Treatment for tapeworm infection should be aimed at both the active tapeworm load and controlling the intermediate host (usually fleas). There are several medications on the market that are very effective. Some flea, tick, and heartworm prevention medications are also capable of treating tapeworm infections, but be sure to verify this with your veterinarian.

Tapeworm medications can be topical, oral, or injectable. Any of the following anthelmintics (dewormers) treat tapeworm infections:

  • Fenbendazole (Panacur®)
  • Febantel (Vercom®)
  • Praziquantel (Droncit®)
  • Epsiprantel (Cestex®)
  • Emodepside/praziquantel (Profender®)

Home Care and Prevention

Strict flea control is very important to prevent reinfection of Dipylidium, and preventing access to rodents and rabbits will help avoid reinfection with the Taenia species. You can minimize exposure to prey by keeping cats indoors or by adding a quick-release collar with a bell that can warn prey.

Home care includes administering veterinarian-prescribed medication and being aware of reinfection with exposure to intermediate hosts. If your home remains infested with fleas or your cat continues to hunt and ingest prey, reinfection can occur quickly.

Thoroughly treat your home to kill all fleas and flea life stages.
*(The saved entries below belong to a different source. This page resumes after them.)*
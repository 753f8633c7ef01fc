// Copyright Exograph, Inc. All rights reserved.
//
// Use of this software is governed by the Business Source License
// included in the LICENSE file at the root of this repository.
//
// As of the Change Date specified in that file, in accordance with
// the Business Source License, use of this software will be governed
// by the Apache License, Version 2.0.

//! A wrapper around a `typed_generational_arena::Arena` that also provides fast lookup.
//!
//! We use `MappedArena` to store type descriptors and built operations. In
//! each of these cases, we need to look up the underlying object given a key:
//! the canonical type name for descriptors, the operation name (or the
//! nesting trail plus the name) for operations. Resolution happens per
//! request, so the lookup must not be a linear search.
//!
//! Unlike a plain map, the arena hands out stable indices, so model parts can
//! reference each other by index instead of by owned keys.

use std::{
    collections::{HashMap, hash_map::Keys},
    hash::Hash,
    ops,
};

use serde::{Deserialize, Serialize};

use typed_generational_arena::{Arena, IgnoreGeneration, Index};

pub type SerializableSlab<T> = Arena<T, usize, IgnoreGeneration>;
pub type SerializableSlabIndex<T> = Index<T, usize, IgnoreGeneration>;

#[derive(Debug, Clone, Deserialize, Serialize)]
pub struct MappedArena<K: Eq + Hash, V> {
    values: SerializableSlab<V>,
    map: HashMap<K, SerializableSlabIndex<V>>,
}

impl<K: Eq + Hash, V> MappedArena<K, V> {
    pub fn values(self) -> SerializableSlab<V> {
        self.values
    }

    pub fn values_ref(&self) -> &SerializableSlab<V> {
        &self.values
    }

    pub fn is_empty(&self) -> bool {
        self.values.is_empty()
    }

    pub fn keys(&self) -> Keys<'_, K, SerializableSlabIndex<V>> {
        self.map.keys()
    }

    pub fn get_id<Q>(&self, key: &Q) -> Option<SerializableSlabIndex<V>>
    where
        K: std::borrow::Borrow<Q>,
        Q: Eq + Hash + ?Sized,
    {
        self.map.get(key).copied()
    }

    pub fn get_by_key<Q>(&self, key: &Q) -> Option<&V>
    where
        K: std::borrow::Borrow<Q>,
        Q: Eq + Hash + ?Sized,
    {
        self.get_id(key).map(|id| &self[id])
    }

    pub fn get_by_key_mut<Q>(&mut self, key: &Q) -> Option<&mut V>
    where
        K: std::borrow::Borrow<Q>,
        Q: Eq + Hash + ?Sized,
    {
        if let Some(id) = self.get_id(key) {
            Some(&mut self[id])
        } else {
            None
        }
    }

    pub fn get_by_id_mut(&mut self, id: SerializableSlabIndex<V>) -> &mut V {
        &mut self.values[id]
    }

    /// Interning add: if the key is already present, the existing index is
    /// returned and the value is dropped.
    pub fn add(&mut self, key: K, typ: V) -> SerializableSlabIndex<V> {
        let existing = self.map.get(&key).copied();
        if let Some(existing) = existing {
            return existing;
        }

        let id = self.values.insert(typ);
        self.map.insert(key, id);
        id
    }

    pub fn iter(&self) -> typed_generational_arena::Iter<'_, V, usize, IgnoreGeneration> {
        self.values.iter()
    }
}

impl<K: Eq + Hash, V> Default for MappedArena<K, V> {
    fn default() -> Self {
        MappedArena {
            values: SerializableSlab::new(),
            map: HashMap::default(),
        }
    }
}

impl<K: Eq + Hash, V> ops::Index<SerializableSlabIndex<V>> for MappedArena<K, V> {
    type Output = V;

    #[inline]
    fn index(&self, id: SerializableSlabIndex<V>) -> &V {
        &self.values[id]
    }
}

impl<K: Eq + Hash, V> ops::IndexMut<SerializableSlabIndex<V>> for MappedArena<K, V> {
    #[inline]
    fn index_mut(&mut self, id: SerializableSlabIndex<V>) -> &mut V {
        &mut self.values[id]
    }
}

#[cfg(test)]
mod tests {
    use super::*;
    use multiplatform_test::multiplatform_test;

    #[multiplatform_test]
    fn add_interns_by_key() {
        let mut arena: MappedArena<String, &str> = MappedArena::default();

        let first = arena.add("user".to_string(), "first");
        let second = arena.add("user".to_string(), "second");

        assert_eq!(first, second);
        assert_eq!(arena[first], "first");
    }

    #[multiplatform_test]
    fn composite_keys() {
        let mut arena: MappedArena<(Vec<String>, String), u32> = MappedArena::default();

        let key = (vec!["user".to_string()], "friends".to_string());
        let id = arena.add(key.clone(), 42);

        assert_eq!(arena.get_id(&key), Some(id));
        assert_eq!(arena.get_by_key(&key), Some(&42));
        assert_eq!(
            arena.get_by_key(&(vec![], "friends".to_string())),
            None
        );
    }
}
Use all products as recommended by your veterinarian and treat all pets in the household.

Prevention of tapeworms involves controlling the intermediate host by treating both the affected animal and the environment.

The prognosis for cats with tapeworms is excellent.

NOTE: You cannot get Dipylidium caninum tapeworms directly from your cat, since a flea is required as intermediate host. Just like your cat, you would need to ingest a flea to become infected.